Stored entries
============================================================

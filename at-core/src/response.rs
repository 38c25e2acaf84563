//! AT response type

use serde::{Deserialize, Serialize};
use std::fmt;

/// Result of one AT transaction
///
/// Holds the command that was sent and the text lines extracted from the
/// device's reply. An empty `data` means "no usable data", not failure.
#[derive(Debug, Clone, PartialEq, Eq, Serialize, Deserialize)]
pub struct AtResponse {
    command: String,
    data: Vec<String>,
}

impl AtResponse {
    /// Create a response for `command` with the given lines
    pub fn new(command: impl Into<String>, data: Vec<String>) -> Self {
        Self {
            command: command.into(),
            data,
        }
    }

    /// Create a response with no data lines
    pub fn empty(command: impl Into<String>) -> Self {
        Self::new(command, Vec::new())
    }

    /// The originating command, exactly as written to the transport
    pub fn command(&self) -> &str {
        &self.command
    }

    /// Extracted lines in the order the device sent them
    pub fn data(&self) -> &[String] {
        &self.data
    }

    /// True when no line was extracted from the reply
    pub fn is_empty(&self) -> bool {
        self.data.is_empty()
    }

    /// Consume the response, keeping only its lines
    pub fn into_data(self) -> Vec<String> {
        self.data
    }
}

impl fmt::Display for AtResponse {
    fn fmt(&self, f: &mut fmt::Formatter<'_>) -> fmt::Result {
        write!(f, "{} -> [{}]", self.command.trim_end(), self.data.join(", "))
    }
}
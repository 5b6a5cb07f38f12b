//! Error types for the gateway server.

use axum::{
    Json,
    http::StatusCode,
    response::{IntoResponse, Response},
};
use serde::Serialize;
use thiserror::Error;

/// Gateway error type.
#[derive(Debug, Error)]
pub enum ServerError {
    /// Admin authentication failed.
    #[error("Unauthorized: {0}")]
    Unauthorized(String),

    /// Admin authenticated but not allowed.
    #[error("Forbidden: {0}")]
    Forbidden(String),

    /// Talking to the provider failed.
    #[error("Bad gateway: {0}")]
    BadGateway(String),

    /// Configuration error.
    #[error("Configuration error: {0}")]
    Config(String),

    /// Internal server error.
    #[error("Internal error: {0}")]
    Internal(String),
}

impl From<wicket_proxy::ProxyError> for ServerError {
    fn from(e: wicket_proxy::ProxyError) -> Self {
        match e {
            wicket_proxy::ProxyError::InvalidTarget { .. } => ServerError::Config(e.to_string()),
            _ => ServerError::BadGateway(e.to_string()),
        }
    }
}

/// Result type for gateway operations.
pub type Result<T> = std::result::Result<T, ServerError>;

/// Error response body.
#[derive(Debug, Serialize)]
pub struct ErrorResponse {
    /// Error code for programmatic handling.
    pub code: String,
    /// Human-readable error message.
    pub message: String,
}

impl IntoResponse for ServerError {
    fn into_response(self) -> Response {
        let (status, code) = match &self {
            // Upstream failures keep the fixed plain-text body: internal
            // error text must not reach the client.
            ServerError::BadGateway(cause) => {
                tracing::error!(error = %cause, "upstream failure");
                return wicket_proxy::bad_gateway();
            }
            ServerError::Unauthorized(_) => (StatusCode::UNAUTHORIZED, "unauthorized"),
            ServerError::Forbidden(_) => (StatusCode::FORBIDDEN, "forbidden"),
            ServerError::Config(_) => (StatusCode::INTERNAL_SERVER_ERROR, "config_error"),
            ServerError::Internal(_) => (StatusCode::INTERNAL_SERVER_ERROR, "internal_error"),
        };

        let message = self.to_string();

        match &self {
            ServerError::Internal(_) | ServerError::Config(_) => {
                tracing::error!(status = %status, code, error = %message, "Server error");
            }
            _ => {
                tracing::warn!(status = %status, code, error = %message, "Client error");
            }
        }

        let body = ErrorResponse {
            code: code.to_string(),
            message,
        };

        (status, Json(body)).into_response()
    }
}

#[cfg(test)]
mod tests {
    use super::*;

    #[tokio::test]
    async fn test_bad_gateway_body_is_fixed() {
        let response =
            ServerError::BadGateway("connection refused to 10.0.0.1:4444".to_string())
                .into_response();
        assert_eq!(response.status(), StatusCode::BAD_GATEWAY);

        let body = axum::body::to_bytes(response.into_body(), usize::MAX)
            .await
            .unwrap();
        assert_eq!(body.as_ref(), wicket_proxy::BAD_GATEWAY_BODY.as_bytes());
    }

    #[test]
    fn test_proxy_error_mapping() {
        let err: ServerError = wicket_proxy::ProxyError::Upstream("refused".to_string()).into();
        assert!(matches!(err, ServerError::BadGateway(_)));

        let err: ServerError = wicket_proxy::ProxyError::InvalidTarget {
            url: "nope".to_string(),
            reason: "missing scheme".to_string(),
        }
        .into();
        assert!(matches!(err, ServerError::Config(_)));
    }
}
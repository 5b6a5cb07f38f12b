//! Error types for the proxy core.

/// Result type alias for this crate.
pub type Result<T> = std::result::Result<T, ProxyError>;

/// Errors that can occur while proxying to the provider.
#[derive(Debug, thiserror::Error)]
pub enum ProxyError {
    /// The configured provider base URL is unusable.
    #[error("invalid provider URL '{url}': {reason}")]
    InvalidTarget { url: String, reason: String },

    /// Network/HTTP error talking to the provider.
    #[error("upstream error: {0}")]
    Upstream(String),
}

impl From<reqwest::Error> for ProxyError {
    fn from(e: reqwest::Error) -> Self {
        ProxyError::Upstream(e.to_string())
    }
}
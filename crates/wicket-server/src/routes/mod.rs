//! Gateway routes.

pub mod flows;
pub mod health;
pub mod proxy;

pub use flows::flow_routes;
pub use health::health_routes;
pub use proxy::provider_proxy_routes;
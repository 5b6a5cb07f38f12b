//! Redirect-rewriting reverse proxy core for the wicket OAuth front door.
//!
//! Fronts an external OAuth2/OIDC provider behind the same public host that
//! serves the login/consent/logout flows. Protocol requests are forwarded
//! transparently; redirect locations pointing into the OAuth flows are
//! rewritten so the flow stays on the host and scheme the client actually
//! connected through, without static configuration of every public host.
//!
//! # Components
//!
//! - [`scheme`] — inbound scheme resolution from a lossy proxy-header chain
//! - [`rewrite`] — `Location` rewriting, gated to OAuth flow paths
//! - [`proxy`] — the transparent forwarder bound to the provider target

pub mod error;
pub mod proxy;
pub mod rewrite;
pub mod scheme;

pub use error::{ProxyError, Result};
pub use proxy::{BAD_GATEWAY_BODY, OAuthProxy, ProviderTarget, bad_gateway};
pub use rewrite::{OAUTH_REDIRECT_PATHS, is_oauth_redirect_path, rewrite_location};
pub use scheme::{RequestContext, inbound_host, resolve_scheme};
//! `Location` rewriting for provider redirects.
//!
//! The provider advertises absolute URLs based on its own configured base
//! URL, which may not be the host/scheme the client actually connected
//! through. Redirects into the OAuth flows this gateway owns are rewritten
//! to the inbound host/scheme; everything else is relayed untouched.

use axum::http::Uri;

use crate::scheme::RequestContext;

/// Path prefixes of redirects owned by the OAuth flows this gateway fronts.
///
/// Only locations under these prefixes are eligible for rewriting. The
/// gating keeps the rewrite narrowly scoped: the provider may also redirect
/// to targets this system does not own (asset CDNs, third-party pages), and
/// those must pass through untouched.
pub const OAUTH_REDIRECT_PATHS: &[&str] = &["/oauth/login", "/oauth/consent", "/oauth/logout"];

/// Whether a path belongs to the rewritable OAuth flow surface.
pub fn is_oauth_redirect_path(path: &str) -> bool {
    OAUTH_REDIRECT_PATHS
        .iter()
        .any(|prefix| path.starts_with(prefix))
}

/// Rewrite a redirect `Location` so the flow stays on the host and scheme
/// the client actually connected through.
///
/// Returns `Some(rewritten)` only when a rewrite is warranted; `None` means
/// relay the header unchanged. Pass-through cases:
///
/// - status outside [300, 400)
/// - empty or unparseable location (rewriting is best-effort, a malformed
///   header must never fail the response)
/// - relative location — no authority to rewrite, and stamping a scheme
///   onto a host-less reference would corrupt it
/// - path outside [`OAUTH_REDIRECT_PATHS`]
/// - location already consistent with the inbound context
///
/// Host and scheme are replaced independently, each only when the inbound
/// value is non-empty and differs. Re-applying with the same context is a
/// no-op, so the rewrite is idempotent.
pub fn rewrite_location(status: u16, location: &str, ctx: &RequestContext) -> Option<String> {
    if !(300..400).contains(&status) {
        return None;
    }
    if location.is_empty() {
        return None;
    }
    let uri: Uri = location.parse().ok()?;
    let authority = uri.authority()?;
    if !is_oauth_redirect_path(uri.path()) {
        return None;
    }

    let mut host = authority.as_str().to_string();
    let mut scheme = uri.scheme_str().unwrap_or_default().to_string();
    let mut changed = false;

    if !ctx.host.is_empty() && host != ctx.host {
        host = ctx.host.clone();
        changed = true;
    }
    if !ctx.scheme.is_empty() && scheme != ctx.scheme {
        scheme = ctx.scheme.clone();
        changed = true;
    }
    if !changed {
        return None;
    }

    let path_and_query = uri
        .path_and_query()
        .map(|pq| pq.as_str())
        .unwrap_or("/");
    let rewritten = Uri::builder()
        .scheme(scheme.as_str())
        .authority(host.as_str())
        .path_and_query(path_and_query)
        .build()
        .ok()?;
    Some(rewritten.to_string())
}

============================================================

▶ EXERCISE: Only the lines from the first line of the records through the line containing "device's reply. An" should be repeated, exactly as they appear.

▶ RESULT FOR THIS EXERCISE:
filename at-core/src/response.rs
repository 38c25e2acaf84563
//! AT response type

use serde::{Deserialize, Serialize};
use std::fmt;

/// Result of one AT transaction
///
/// Holds the command that was sent and the text lines extracted from the
/// device's reply. An empty `data` means "no usable data", not failure.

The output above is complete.